(Exercise requirements): Up to and including the line with "pub struct OutgoingMessage", restate the material below word for word, beginning with its first line.

(Input data):
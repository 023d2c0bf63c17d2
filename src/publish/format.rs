// src/publish/format.rs
//! Markdown rendering and the caption/message length policy.

use chrono::{DateTime, Utc};

use crate::summarize::SummaryText;

/// Telegram caption ceiling (characters).
pub const CAPTION_LIMIT: usize = 1024;
/// Telegram text message ceiling (characters).
pub const MESSAGE_LIMIT: usize = 4096;

#[derive(Debug, Clone, PartialEq, Eq)]
pub struct OutgoingMessage {
    /// Bold title line, used as the caption when the full text is too long for one.
    pub title_line: String,
    /// Full Markdown text.
    pub text: String,
    pub image: Option<Vec<u8>>,
}

/// One call to the channel.
#[derive(Debug, Clone, PartialEq, Eq)]
pub enum Delivery {
    Photo { caption: String },
    Text(String),
}

/// Escape legacy-Markdown control characters so model output cannot break formatting.
pub fn escape_markdown(s: &str) -> String {
    let mut out = String::with_capacity(s.len());
    for c in s.chars() {
        if matches!(c, '_' | '*' | '`' | '[') {
            out.push('\\');
        }
        out.push(c);
    }
    out
}

pub fn render_message(
    summary: &SummaryText,
    link: &str,
    published_at: DateTime<Utc>,
    image: Option<Vec<u8>>,
) -> OutgoingMessage {
    let title_line = format!("*{}*", escape_markdown(&summary.title));
    let text = format!(
        "{title_line}\n\n{}\n\n_Comentario:_\n{}\n\n🗓 *Publicado:* {}\n🔗 Fuente: {}",
        escape_markdown(&summary.summary),
        escape_markdown(&summary.commentary),
        published_at.format("%d/%m/%Y %H:%M"),
        escape_markdown(link),
    );
    OutgoingMessage {
        title_line,
        text,
        image,
    }
}

/// Short messages ride along as the photo caption; long ones get the title as caption
/// and follow as text messages.
pub fn plan_delivery(message: &OutgoingMessage) -> Vec<Delivery> {
    let fits_caption = message.text.chars().count() <= CAPTION_LIMIT;
    match (&message.image, fits_caption) {
        (Some(_), true) => vec![Delivery::Photo {
            caption: message.text.clone(),
        }],
        (Some(_), false) => {
            let caption = message.title_line.chars().take(CAPTION_LIMIT).collect();
            std::iter::once(Delivery::Photo { caption })
                .chain(split_message(&message.text, MESSAGE_LIMIT).into_iter().map(Delivery::Text))
                .collect()
        }
        (None, _) => split_message(&message.text, MESSAGE_LIMIT)
            .into_iter()
            .map(Delivery::Text)
            .collect(),
    }
}

/// Split on line boundaries into chunks of at most `max` chars; over-long lines are cut hard.
pub fn split_message(text: &str, max: usize) -> Vec<String> {
    let max = max.max(1);
    let mut chunks = Vec::new();
    let mut current = String::new();
    let mut current_len = 0usize;

    for line in text.split('\n') {
        let pieces = hard_split(line, max);
        for piece in pieces {
            let len = piece.chars().count();
            let needed = if current.is_empty() { len } else { len + 1 };
            if current_len + needed > max && !current.is_empty() {
                chunks.push(std::mem::take(&mut current));
                current_len = 0;
            }
            if !current.is_empty() {
                current.push('\n');
                current_len += 1;
            }
            current.push_str(&piece);
            current_len += len;
        }
    }
    if !current.trim().is_empty() {
        chunks.push(current);
    }
    chunks
}

fn hard_split(line: &str, max: usize) -> Vec<String> {
    if line.chars().count() <= max {
        return vec![line.to_string()];
    }
    let chars: Vec<char> = line.chars().collect();
    let mut pieces = Vec::new();
    let mut start = 0;
    while start < chars.len() {
        let mut end = (start + max).min(chars.len());
        // Never end a piece on an escape backslash; it belongs with the next char.
        if end < chars.len() && end - start > 1 && chars[end - 1] == '\\' {
            end -= 1;
        }
        pieces.push(chars[start..end].iter().collect());
        start = end;
    }
    pieces
}

#[cfg(test)]
mod tests {
    use super::*;
    use chrono::TimeZone;

    fn summary() -> SummaryText {
        SummaryText {
            title: "GPT_5 llega".into(),
            summary: "Resumen *breve*.".into(),
            commentary: "Comentario.".into(),
        }
    }

    #[test]
    fn renders_sections_and_footer() {
        let ts = Utc.with_ymd_and_hms(2025, 3, 7, 9, 5, 0).unwrap();
        let m = render_message(&summary(), "https://x.example/a_b", ts, None);
        assert_eq!(m.title_line, "*GPT\\_5 llega*");
        assert!(m.text.contains("Resumen \\*breve\\*."));
        assert!(m.text.contains("🗓 *Publicado:* 07/03/2025 09:05"));
        assert!(m.text.ends_with("🔗 Fuente: https://x.example/a\\_b"));
    }

    #[test]
    fn short_message_is_a_single_captioned_photo() {
        let m = render_message(&summary(), "https://x", Utc::now(), Some(vec![1]));
        let plan = plan_delivery(&m);
        assert_eq!(plan, vec![Delivery::Photo { caption: m.text.clone() }]);
    }

    #[test]
    fn long_message_uses_title_caption_then_text() {
        let mut m = render_message(&summary(), "https://x", Utc::now(), Some(vec![1]));
        m.text = format!("{}\n{}", m.title_line, "línea\n".repeat(400));
        let plan = plan_delivery(&m);
        assert_eq!(
            plan[0],
            Delivery::Photo {
                caption: m.title_line.clone()
            }
        );
        assert!(plan[1..].iter().all(|d| matches!(d, Delivery::Text(_))));
    }

    #[test]
    fn split_respects_limit_and_lines() {
        let text = "aaaa\nbbbb\ncccc";
        assert_eq!(split_message(text, 9), vec!["aaaa\nbbbb", "cccc"]);

        let long = "x".repeat(10);
        let parts = split_message(&format!("hi\n{long}"), 4);
        assert!(parts.iter().all(|p| p.chars().count() <= 4));
        assert_eq!(parts.concat().replace('\n', ""), format!("hi{long}"));
    }

    #[test]
    fn hard_split_keeps_escapes_with_their_char() {
        let line = escape_markdown("abc_def_ghi_jkl");
        for max in 2..8 {
            let parts = split_message(&line, max);
            assert!(parts.iter().all(|p| !p.ends_with('\\')), "max {max}: {parts:?}");
            assert!(parts.iter().all(|p| p.chars().count() <= max));
            assert_eq!(parts.concat(), line);
        }
    }
}
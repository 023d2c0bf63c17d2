// src/metrics.rs
use axum::{routing::get, Router};
use metrics::{describe_counter, describe_histogram};
use metrics_exporter_prometheus::{PrometheusBuilder, PrometheusHandle};
use once_cell::sync::OnceCell;

/// One-time metrics registration (so series show up on /metrics).
pub fn ensure_described() {
    static ONCE: OnceCell<()> = OnceCell::new();
    ONCE.get_or_init(|| {
        describe_counter!("pipeline_runs_total", "Pipeline runs started.");
        describe_counter!("pipeline_published_total", "Items confirmed sent.");
        describe_counter!("pipeline_noop_total", "Runs with nothing new to publish.");
        describe_counter!("pipeline_aborted_total", "Runs aborted by summarize or publish errors.");
        describe_counter!("feed_items_total", "Candidate items returned by sources.");
        describe_counter!("feed_errors_total", "Source fetch/parse errors.");
        describe_counter!("ledger_persist_errors_total", "Failed ledger writes.");
        describe_counter!(
            "illustrator_fallback_total",
            "Placeholder images used after generation failures."
        );
        describe_counter!(
            "inference_gate_queued_total",
            "Inference callers that had to wait for the gate."
        );
        describe_histogram!("pipeline_stage_ms", "Per-stage pipeline time in milliseconds.");
        describe_histogram!("feed_parse_ms", "RSS parse time in milliseconds.");
    });
}

#[derive(Clone)]
pub struct Metrics {
    pub handle: PrometheusHandle,
}

impl Metrics {
    /// Install the process-wide Prometheus recorder.
    pub fn init() -> anyhow::Result<Self> {
        let handle = PrometheusBuilder::new().install_recorder()?;
        ensure_described();
        Ok(Self { handle })
    }

    /// A handle that is not wired as the global recorder; renders empty output.
    pub fn detached() -> Self {
        let recorder = PrometheusBuilder::new().build_recorder();
        Self {
            handle: recorder.handle(),
        }
    }

    /// Returns a router exposing `/metrics` with the Prometheus exposition format.
    pub fn router<S>(&self) -> Router<S>
    where
        S: Clone + Send + Sync + 'static,
    {
        let handle = self.handle.clone();
        Router::new().route(
            "/metrics",
            get(move || {
                let h = handle.clone();
                async move { h.render() }
            }),
        )
    }
}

(Solution):
repository 023d2c0bf63c17d2
filename src/publish/format.rs
// src/publish/format.rs
//! Markdown rendering and the caption/message length policy.

use chrono::{DateTime, Utc};

use crate::summarize::SummaryText;

/// Telegram caption ceiling (characters).
pub const CAPTION_LIMIT: usize = 1024;
/// Telegram text message ceiling (characters).
pub const MESSAGE_LIMIT: usize = 4096;

#[derive(Debug, Clone, PartialEq, Eq)]
pub struct OutgoingMessage {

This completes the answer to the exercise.